▶ [Provided information]
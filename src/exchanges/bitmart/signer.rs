use crate::core::config::Credentials;
use crate::core::errors::ExchangeError;
use crate::core::kernel::{AuthScheme, CanonicalRequest, HmacSigner, Placement, SigningStrategy};
use crate::core::types::TimestampUnit;
use serde_json::json;
use std::sync::Arc;
use tokio_tungstenite::tungstenite::Message;
use zeroize::Zeroizing;

pub const API_KEY_HEADER: &str = "X-BM-KEY";
pub const SIGN_HEADER: &str = "X-BM-SIGN";
pub const TIMESTAMP_HEADER: &str = "X-BM-TIMESTAMP";

fn memo(credentials: &Credentials) -> &str {
    credentials.passphrase().unwrap_or_default()
}

/// `timestamp#memo#payload`, payload being the JSON body or the query string
pub fn canonicalize(request: &CanonicalRequest, credentials: &Credentials) -> Vec<u8> {
    let mut payload = format!("{}#{}#", request.timestamp, memo(credentials)).into_bytes();
    payload.extend_from_slice(request.payload());
    payload
}

fn signed_headers(request: &CanonicalRequest, _credentials: &Credentials) -> Vec<(String, String)> {
    vec![(TIMESTAMP_HEADER.to_string(), request.timestamp.clone())]
}

pub fn auth_scheme() -> AuthScheme {
    AuthScheme::new(
        Arc::new(HmacSigner::sha256_hex()),
        Arc::new(canonicalize),
        Placement::header(API_KEY_HEADER),
        Placement::header(SIGN_HEADER),
    )
    .with_timestamp_unit(TimestampUnit::Milliseconds)
    .with_signed_headers(Arc::new(signed_headers))
}

/// Stream login signature over `timestamp#memo#bitmart.WebSocket`
pub fn stream_signature(credentials: &Credentials, timestamp: &str) -> Result<String, ExchangeError> {
    let secret = Zeroizing::new(credentials.api_secret().as_bytes().to_vec());
    let message = format!("{}#{}#bitmart.WebSocket", timestamp, memo(credentials));
    HmacSigner::sha256_hex().sign(&secret, message.as_bytes())
}

/// Private channel `login` frame
pub fn login_frame(credentials: &Credentials, timestamp: &str) -> Result<Message, ExchangeError> {
    let signature = stream_signature(credentials, timestamp)?;
    Ok(Message::Text(
        json!({
            "op": "login",
            "args": [credentials.api_key(), timestamp, signature]
        })
        .to_string(),
    ))
}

▶ [What the task asks] Show the lines above with "canonicalize".

▶ [The completed task]
pub fn canonicalize(request: &CanonicalRequest, credentials: &Credentials) -> Vec<u8> {
        Arc::new(canonicalize),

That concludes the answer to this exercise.